#### About this task
Count how many lines below contain the word "IntoResponse", then give that number alone.

Stored data entries:
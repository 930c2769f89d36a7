use axum::{
    extract::rejection::JsonRejection,
    http::StatusCode,
    response::{IntoResponse, Response},
    Json,
};
use thiserror::Error;
use tracing::{debug, error};

use crate::provider::ProviderError;
use crate::tutor::ValidationError;

use super::models::ErrorResponse;

#[derive(Debug, Error)]
pub enum ApiError {
    /// Rejected before any upstream call.
    #[error("{0}")]
    InvalidInput(String),
    #[error("Error generating tutor response: {0}")]
    Upstream(#[from] ProviderError),
}

impl From<ValidationError> for ApiError {
    fn from(err: ValidationError) -> Self {
        Self::InvalidInput(err.to_string())
    }
}

impl From<JsonRejection> for ApiError {
    fn from(rejection: JsonRejection) -> Self {
        Self::InvalidInput(rejection.body_text())
    }
}

impl ApiError {
    pub fn status(&self) -> StatusCode {
        match self {
            Self::InvalidInput(_) => StatusCode::BAD_REQUEST,
            Self::Upstream(_) => StatusCode::INTERNAL_SERVER_ERROR,
        }
    }
}

impl IntoResponse for ApiError {
    fn into_response(self) -> Response {
        let status = self.status();
        let detail = self.to_string();

        match &self {
            Self::InvalidInput(_) => debug!(%detail, "Rejected tutor request"),
            Self::Upstream(source) => error!(error = %source, "Tutor generation failed"),
        }

        (status, Json(ErrorResponse { detail })).into_response()
    }
}

#[cfg(test)]
mod tests {
    use super::*;

    #[test]
    fn validation_errors_are_client_faults() {
        let err = ApiError::from(ValidationError::StressLevel);
        assert_eq!(err.status(), StatusCode::BAD_REQUEST);
        assert_eq!(
            err.to_string(),
            "'stress_level' must be an integer between 1 and 10"
        );
    }

    #[test]
    fn provider_errors_are_server_faults_with_detail() {
        let err = ApiError::from(ProviderError::Blocked("SAFETY".to_string()));
        assert_eq!(err.status(), StatusCode::INTERNAL_SERVER_ERROR);
        assert_eq!(
            err.to_string(),
            "Error generating tutor response: prompt was blocked by Gemini: SAFETY"
        );
    }
}
use std::collections::HashMap;
use std::time::Duration;

use chrono::Utc;
use poise::serenity_prelude::{self as serenity};

use crate::modules::announcements::error::ScheduleError;
use crate::modules::announcements::scheduler::ScheduleRequest;
use crate::modules::timezones;
use crate::types::{Context, Error};
use crate::util::{await_reply, discord_timestamp};

const REPROMPT_TIMEOUT: Duration = Duration::from_secs(60);

/// `KEY=value, KEY=value` pairs for template placeholders.
fn parse_substitutions(input: &str) -> Option<HashMap<String, String>> {
    let mut subs = HashMap::new();
    for pair in input.split(',') {
        let (key, value) = pair.split_once('=')?;
        subs.insert(key.trim().to_owned(), value.trim().to_owned());
    }
    Some(subs)
}

/// Schedule an announcement for later.
///
/// Recoverable time errors re-prompt in channel until the user gets it right,
/// types `exit`, or times out.
#[poise::command(slash_command, guild_only = true, rename = "delay")]
pub(crate) async fn delay(
    ctx: Context<'_>,
    #[description = "Name of the announcement template"] name: String,
    #[description = "When to announce, MM/DD HH:MM in your timezone"] time: String,
    #[description = "Optional KEY=value substitutions, comma separated"]
    substitutions: Option<String>,
) -> Result<(), Error> {
    let data = ctx.data();

    let substitutions = match substitutions.as_deref() {
        Some(raw) => match parse_substitutions(raw) {
            Some(subs) => Some(subs),
            None => {
                ctx.say("Invalid substitutions, use `KEY=value, KEY=value`.")
                    .await?;
                return Ok(());
            }
        },
        None => None,
    };

    let tz = crate::time::resolve_timezone(
        timezones::db::get_timezone(&data.db, ctx.author().id.get())
            .await?
            .as_deref(),
    );

    let mut time_str = time;
    loop {
        if time_str.eq_ignore_ascii_case("exit") {
            ctx.say("Announcement scheduling canceled.").await?;
            return Ok(());
        }

        let now = Utc::now();
        let result = match crate::time::resolve_instant(tz, &time_str, now) {
            Ok(fire_at) => {
                data.scheduler
                    .schedule(
                        ScheduleRequest {
                            name: name.clone(),
                            fire_at,
                            author: ctx.author().id.get(),
                            input_channel: ctx.channel_id().get(),
                            substitutions: substitutions.clone(),
                        },
                        now,
                    )
                    .await
            }
            Err(err) => Err(err.into()),
        };

        match result {
            Ok(scheduled) => {
                ctx.say(format!(
                    "Scheduled announcement: **{}** for {}.\nThere are now **{} announcement(s)** pending.",
                    name,
                    discord_timestamp(scheduled.fire_at),
                    scheduled.pending,
                ))
                .await?;
                return Ok(());
            }
            Err(err @ ScheduleError::UnknownAnnouncement(_)) => {
                ctx.say(format!("Error: {}.", err)).await?;
                return Ok(());
            }
            Err(err) => {
                ctx.say(format!(
                    "{}\nPlease provide a new time in MM/DD HH:MM format or type `exit` to cancel.",
                    reprompt_message(&err),
                ))
                .await?;

                match await_reply(&ctx, REPROMPT_TIMEOUT).await {
                    Some(reply) => time_str = reply,
                    None => {
                        ctx.say("You took too long to respond. Announcement scheduling canceled.")
                            .await?;
                        return Ok(());
                    }
                }
            }
        }
    }
}

fn reprompt_message(err: &ScheduleError) -> String {
    match err {
        ScheduleError::Parse(_) => "Invalid time format! Use MM/DD HH:MM.".into(),
        err => format!("Error: {}.", err),
    }
}

/// Cancel every announcement scheduled at the given time.
#[poise::command(slash_command, guild_only = true, rename = "canceldelay")]
pub(crate) async fn canceldelay(
    ctx: Context<'_>,
    #[description = "Scheduled time to cancel, MM/DD HH:MM in your timezone"] time: String,
) -> Result<(), Error> {
    let data = ctx.data();

    let tz = crate::time::resolve_timezone(
        timezones::db::get_timezone(&data.db, ctx.author().id.get())
            .await?
            .as_deref(),
    );
    let fire_at = match crate::time::resolve_instant(tz, &time, Utc::now()) {
        Ok(fire_at) => fire_at,
        Err(_) => {
            ctx.say("Invalid time format! Use MM/DD HH:MM.").await?;
            return Ok(());
        }
    };

    match data.scheduler.cancel(fire_at).await {
        Ok(cancelled) => {
            let names = cancelled
                .jobs
                .iter()
                .map(|job| format!("**{}**", job.name))
                .collect::<Vec<_>>()
                .join(", ");
            ctx.say(format!(
                "Cancelled {} originally set for {}.",
                names,
                discord_timestamp(cancelled.fire_at),
            ))
            .await?;
        }
        Err(ScheduleError::NotFound(_)) => {
            ctx.say("No announcement found at that time.").await?;
        }
        Err(err) => return Err(err.into()),
    }

    Ok(())
}

/// Show all pending announcements, earliest first.
#[poise::command(slash_command, guild_only = true, rename = "viewdelay")]
pub(crate) async fn viewdelay(ctx: Context<'_>) -> Result<(), Error> {
    let pending = ctx.data().scheduler.list_pending().await;
    if pending.is_empty() {
        ctx.say("No pending announcements.").await?;
        return Ok(());
    }

    let mut lines = vec!["──────────────────────────────".to_owned()];
    for (fire_at, jobs) in pending {
        for job in jobs {
            lines.push(format!(
                "🔸 **{}**\n   - {}",
                job.name,
                discord_timestamp(fire_at)
            ));
        }
    }

    let embed = serenity::CreateEmbed::new()
        .title("Pending Announcements  📋")
        .colour(serenity::Colour(0xFF8C00))
        .description(lines.join("\n"));
    ctx.send(poise::CreateReply::default().embed(embed)).await?;

    Ok(())
}

#[cfg(test)]
mod tests {
    use super::*;

    #[test]
    fn parses_substitution_pairs() {
        let subs = parse_substitutions("USER1=alice, PACK1 = Pikachu ex").unwrap();
        assert_eq!(subs.get("USER1").unwrap(), "alice");
        assert_eq!(subs.get("PACK1").unwrap(), "Pikachu ex");
    }

    #[test]
    fn rejects_pairs_without_separator() {
        assert!(parse_substitutions("USER1=alice, PACK1").is_none());
        assert!(parse_substitutions("just words").is_none());
    }
}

#### Problem solution
2